Im Jahr 1923, also vor fast 100 Jahren, ereignete sich in Berlin eine zutiefst berührende Geschichte, die erst Jahre später bekannt wurde. In der Blütezeit der Weimarer Republik kam es, ganz im Stillen, zu einem eindrucksvollen Akt der Nächstenliebe. Folgendes war geschehen:
Im Stadtpark Steglitz saß ein kleines Mädchen und weinte voller Verzweiflung. Ein ihr unbekannter Mann sah dies und fragte besorgt, was sie bedrücke. Das Mädchen sagte, es habe seine geliebte Puppe verloren.
Der Mann wollte das Mädchen um jeden Preis trösten. Deshalb sagte er: „Deine Puppe macht nur gerade eine Reise, ich weiß es, sie hat mir einen Brief geschickt.“
Das Kind war erst ungläubig und fragte, woher er das wissen könne und ob er den Brief dabeihabe. Der Mann antwortete: „Nein, ich habe ihn zu Hause liegen lassen, aber ich werde ihn dir morgen mitbringen.“ Dann ging er nach Hause. Dort setzte er sich an seinen Schreibtisch und schrieb den Brief der Puppe.
Der Mann nahm diese Aufgabe unwahrscheinlich ernst, er wollte das Mädchen auf gar keinen Fall enttäuschen. Intensiv arbeitete er daran, einen glaubwürdigen und tröstenden Brief zu verfassen.
Am nächsten Tag traf er sich mit dem Kind im Park und las ihr das Werk vor. Darin berichtete die Puppe davon, dass sie auf Reisen gegangen sei, weil sie eine Luftveränderung gebraucht habe, und sie verspreche, dem Mädchen jeden Tag zu schreiben.

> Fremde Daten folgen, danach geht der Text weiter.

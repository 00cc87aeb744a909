//! HTTP/1.1 serving engine built on Hyper.
//!
//! [`HttpEngine`] accepts TCP connections, serves each one on its own task
//! and reports every connection transition through the hook it is given:
//!
//! - `New` right after accept, before the connection task starts
//! - `Active` when a request starts on an otherwise quiet connection
//! - `Idle` when the last in-flight request finishes and keep-alives are on
//! - `Hijacked` when a response switched protocols and Hyper handed the
//!   socket over to the upgrade
//! - `Closed` when the connection task ends for any reason, including a
//!   forced close or a panicking handler, and, under
//!   [`HijackPolicy::Retain`], when a hijacked stream is released
//!
//! Handlers that switch protocols claim the stream with
//! [`on_upgrade`](crate::on_upgrade) instead of `hyper::upgrade::on`.
//!
//! # Example
//!
//! ```rust,ignore
//! use graceful_server::{respond, HttpEngine, Server};
//! use http::StatusCode;
//!
//! let engine = HttpEngine::new(|_req| async { respond(StatusCode::OK, "hello") });
//! let server = Server::builder(engine).build();
//! ```

use std::convert::Infallible;
use std::fmt;
use std::future::Future;
use std::sync::atomic::{AtomicBool, AtomicU64, AtomicUsize, Ordering};
use std::sync::{Arc, Weak};

use bytes::Bytes;
use http::{Request, Response, StatusCode};
use http_body_util::Full;
use hyper::body::Incoming;
use hyper::server::conn::http1;
use hyper::service::service_fn;
use hyper_util::rt::TokioIo;
use parking_lot::Mutex;
use tokio::net::TcpStream;

use crate::conn::{ConnId, ConnInfo, ConnState, ConnStateHook, HijackPolicy};
use crate::engine::{is_connection_error, AcceptError, Engine, Listener};
use crate::signal::Latch;
use crate::upgrade::{PendingUpgrade, UpgradeSlot};

/// Type alias for HTTP response body.
pub type ResponseBody = Full<Bytes>;

/// Type alias for the HTTP response.
pub type HttpResponse = Response<ResponseBody>;

/// Builds a response with the given status and body.
pub fn respond(status: StatusCode, body: impl Into<Bytes>) -> HttpResponse {
    let mut response = Response::new(Full::new(body.into()));
    *response.status_mut() = status;
    response
}

#[derive(Debug)]
struct EngineShared {
    keep_alive: AtomicBool,
    retain_hijacked: AtomicBool,
    /// Asks every connection to finish its current request and close.
    drain: Latch,
    /// Drops every connection immediately.
    kill: Latch,
    next_id: AtomicU64,
    /// Hijacked streams still counted as live.
    retained: Mutex<Vec<Weak<UpgradeSlot>>>,
}

/// Hyper-based engine serving every request with `handler`.
pub struct HttpEngine<F> {
    handler: F,
    shared: Arc<EngineShared>,
}

impl<F> HttpEngine<F> {
    /// Creates an engine with keep-alives enabled.
    pub fn new(handler: F) -> Self {
        Self {
            handler,
            shared: Arc::new(EngineShared {
                keep_alive: AtomicBool::new(true),
                retain_hijacked: AtomicBool::new(false),
                drain: Latch::new(),
                kill: Latch::new(),
                next_id: AtomicU64::new(1),
                retained: Mutex::new(Vec::new()),
            }),
        }
    }

    /// Returns whether keep-alives are currently enabled.
    #[must_use]
    pub fn keep_alives_enabled(&self) -> bool {
        self.shared.keep_alive.load(Ordering::SeqCst)
    }

    /// Returns the number of hijacked streams still counted as live.
    #[must_use]
    pub fn retained_hijacks(&self) -> usize {
        self.shared
            .retained
            .lock()
            .iter()
            .filter(|slot| slot.strong_count() > 0)
            .count()
    }
}

impl<F> fmt::Debug for HttpEngine<F> {
    fn fmt(&self, f: &mut fmt::Formatter<'_>) -> fmt::Result {
        f.debug_struct("HttpEngine")
            .field("keep_alive", &self.keep_alives_enabled())
            .field("draining", &self.shared.drain.is_fired())
            .field("closed", &self.shared.kill.is_fired())
            .finish_non_exhaustive()
    }
}

impl<F, Fut> Engine for HttpEngine<F>
where
    F: Fn(Request<Incoming>) -> Fut + Clone + Send + Sync + 'static,
    Fut: Future<Output = HttpResponse> + Send + 'static,
{
    fn serve(
        &self,
        listener: Listener,
        hook: ConnStateHook,
    ) -> impl Future<Output = Result<(), AcceptError>> + Send + 'static {
        let shared = Arc::clone(&self.shared);
        let handler = self.handler.clone();

        async move {
            if let Ok(addr) = listener.local_addr() {
                tracing::info!(%addr, "accepting connections");
            }

            loop {
                let (stream, remote_addr) = match listener.accept().await {
                    Ok(accepted) => accepted,
                    Err(AcceptError::Io(e)) if is_connection_error(&e) => {
                        tracing::debug!(error = %e, "dropped connection during accept");
                        continue;
                    }
                    Err(e) => {
                        tracing::debug!(error = %e, "accept loop finished");
                        return Err(e);
                    }
                };

                let id = ConnId::new(shared.next_id.fetch_add(1, Ordering::Relaxed));
                let tracking = Arc::new(ConnTracking {
                    info: ConnInfo::new(id, remote_addr),
                    hook: Arc::clone(&hook),
                    shared: Arc::clone(&shared),
                    in_flight: AtomicUsize::new(0),
                    upgraded: AtomicBool::new(false),
                    claimed: AtomicBool::new(false),
                    settled: Mutex::new(None),
                });
                tracking.emit(ConnState::New);

                tokio::spawn(serve_connection(stream, handler.clone(), tracking));
            }
        }
    }

    fn set_keep_alives_enabled(&self, enabled: bool) {
        self.shared.keep_alive.store(enabled, Ordering::SeqCst);
    }

    fn set_hijack_policy(&self, policy: HijackPolicy) {
        self.shared
            .retain_hijacked
            .store(policy == HijackPolicy::Retain, Ordering::SeqCst);
    }

    fn drain(&self) {
        if self.shared.drain.fire() {
            tracing::debug!("draining open connections");
        }
    }

    fn close(&self) {
        if self.shared.kill.fire() {
            tracing::debug!("force-closing open connections");
        }

        let retained: Vec<Arc<UpgradeSlot>> = self
            .shared
            .retained
            .lock()
            .drain(..)
            .filter_map(|slot| slot.upgrade())
            .collect();
        for slot in retained {
            slot.release(true);
        }
    }
}

/// Per-connection bookkeeping shared between the connection task, its
/// request futures and a hijacked stream.
pub(crate) struct ConnTracking {
    info: ConnInfo,
    hook: ConnStateHook,
    shared: Arc<EngineShared>,
    in_flight: AtomicUsize,
    upgraded: AtomicBool,
    /// Set once a handler took the upgraded stream with `on_upgrade`.
    claimed: AtomicBool,
    /// The terminal state reported for the protocol side, once there is one.
    settled: Mutex<Option<ConnState>>,
}

impl ConnTracking {
    pub(crate) fn info(&self) -> &ConnInfo {
        &self.info
    }

    pub(crate) fn emit(&self, state: ConnState) {
        (self.hook)(&self.info, state);
    }

    /// Reports `state` unless a terminal state was already reported, and
    /// returns whichever terminal state is now in effect.
    pub(crate) fn settle(&self, state: ConnState) -> ConnState {
        let mut settled = self.settled.lock();
        if let Some(previous) = *settled {
            return previous;
        }
        *settled = Some(state);
        // Emitted under the lock so a retained stream's `Closed` can never
        // overtake the `Hijacked` before it.
        self.emit(state);
        state
    }

    pub(crate) fn claim(&self) {
        self.claimed.store(true, Ordering::SeqCst);
    }

    pub(crate) fn retains_hijacked(&self) -> bool {
        self.shared.retain_hijacked.load(Ordering::SeqCst)
    }

    pub(crate) fn kill(&self) -> &Latch {
        &self.shared.kill
    }

    pub(crate) fn retain(&self, slot: &Arc<UpgradeSlot>) {
        let mut retained = self.shared.retained.lock();
        retained.retain(|slot| slot.strong_count() > 0);
        retained.push(Arc::downgrade(slot));
    }

    fn request_started(&self) {
        if self.in_flight.fetch_add(1, Ordering::SeqCst) == 0 {
            self.emit(ConnState::Active);
        }
    }

    fn request_finished(&self, response: &HttpResponse) {
        if response.status() == StatusCode::SWITCHING_PROTOCOLS {
            self.upgraded.store(true, Ordering::SeqCst);
        }
        let idle = self.in_flight.fetch_sub(1, Ordering::SeqCst) == 1;
        if idle
            && self.shared.keep_alive.load(Ordering::SeqCst)
            && !self.upgraded.load(Ordering::SeqCst)
        {
            self.emit(ConnState::Idle);
        }
    }
}

/// Reports the end of a connection task when dropped, so a task that is
/// torn down by a panic still settles its connection.
struct ConnGuard {
    tracking: Arc<ConnTracking>,
    forced: bool,
}

impl Drop for ConnGuard {
    fn drop(&mut self) {
        // An upgrade nobody claimed is dropped by Hyper along with the socket.
        let hijacked = self.tracking.upgraded.load(Ordering::SeqCst)
            && self.tracking.claimed.load(Ordering::SeqCst);
        let state = if hijacked && !self.forced {
            ConnState::Hijacked
        } else {
            ConnState::Closed
        };
        self.tracking.settle(state);
    }
}

async fn serve_connection<F, Fut>(stream: TcpStream, handler: F, tracking: Arc<ConnTracking>)
where
    F: Fn(Request<Incoming>) -> Fut + Send + Sync + 'static,
    Fut: Future<Output = HttpResponse> + Send + 'static,
{
    let mut guard = ConnGuard {
        tracking: Arc::clone(&tracking),
        forced: false,
    };
    guard.forced = drive_connection(stream, handler, tracking).await;

    if guard.forced {
        graceful_telemetry::metrics::record_forced_close();
        tracing::debug!(conn_id = %guard.tracking.info.id(), "connection force-closed");
    }
}

/// Serves one connection until it ends; returns `true` if it was killed.
///
/// The connection is dropped, and the socket closed, before this returns.
async fn drive_connection<F, Fut>(stream: TcpStream, handler: F, tracking: Arc<ConnTracking>) -> bool
where
    F: Fn(Request<Incoming>) -> Fut + Send + Sync + 'static,
    Fut: Future<Output = HttpResponse> + Send + 'static,
{
    let shared = Arc::clone(&tracking.shared);
    let conn_id = tracking.info.id();

    let service = service_fn(move |mut req: Request<Incoming>| {
        let tracking = Arc::clone(&tracking);
        if let Some(on_upgrade) = req.extensions_mut().remove::<hyper::upgrade::OnUpgrade>() {
            req.extensions_mut()
                .insert(PendingUpgrade::new(on_upgrade, Arc::clone(&tracking)));
        }
        tracking.request_started();
        let response = handler(req);
        async move {
            let response = response.await;
            tracking.request_finished(&response);
            Ok::<_, Infallible>(response)
        }
    });

    let conn = http1::Builder::new()
        .keep_alive(shared.keep_alive.load(Ordering::SeqCst))
        .serve_connection(TokioIo::new(stream), service)
        .with_upgrades();
    tokio::pin!(conn);

    let mut draining = false;
    loop {
        tokio::select! {
            result = conn.as_mut() => {
                if let Err(e) = result {
                    tracing::debug!(conn_id = %conn_id, error = %e, "connection error");
                }
                return false;
            }
            () = shared.drain.wait(), if !draining => {
                conn.as_mut().graceful_shutdown();
                draining = true;
            }
            () = shared.kill.wait() => return true,
        }
    }
}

Und genau das tat der Mann. Jeden Tag schrieb er einen Brief, der von den neuesten Abenteuern der Puppe erzählte. Von der Schule, von neuen Freunden, von ihren Reisen. Und davon, dass sich ihre Lebensumstände so verändert hätten, dass sie vorerst nicht ins gemeinsame Leben mit dem Mädchen zurückkehren könne.
Diese Briefe, diese Geschichte, erarbeitete der fremde Mann so lange, bis das Mädchen auf den endgültigen Verzicht der Puppe vorbereitet war. Tatsächlich konnte das Kind den Verlust bald verkraften und freute sich vielmehr auf die spannenden Berichte seiner „Freundin“.
Mindestens drei Wochen lang schrieb der Mann diese Briefe. Er hatte große Angst vor dem Ende, davor, die Geschichte nicht vernünftig zum Schluss führen zu können. Schließlich ließ er die Puppe heiraten und schilderte auch dies in allen Details, von der Verlobung bis zur Hochzeit. So konnte ein plausibler Abschluss geschaffen werden und das Mädchen konnte den Verzicht seines Lieblings freudig verkraften.
Dieser fremde Mann war niemand Geringeres als Franz Kafka, einer der berühmtesten deutschsprachigen Schriftsteller. Er setzte sein Talent mit bewundernswerter Energie dafür ein, einem kleinen Mädchen die Tränen zu trocknen.
Kafkas Lebensgefährtin Dora Diamant erzählte die Geschichte lange nach seinem Tod. Die Briefe und das Mädchen konnten bis heute leider nicht ausfindig gemacht werden. Immerhin hat der Autor und Kafka-Forscher Jürg Amann einen Band mit den fiktiven Briefen der Puppe herausgegeben („Die Briefe der Puppe“, 2011). So kann man zumindest eine Idee davon bekommen, wie sie ausgesehen haben könnten.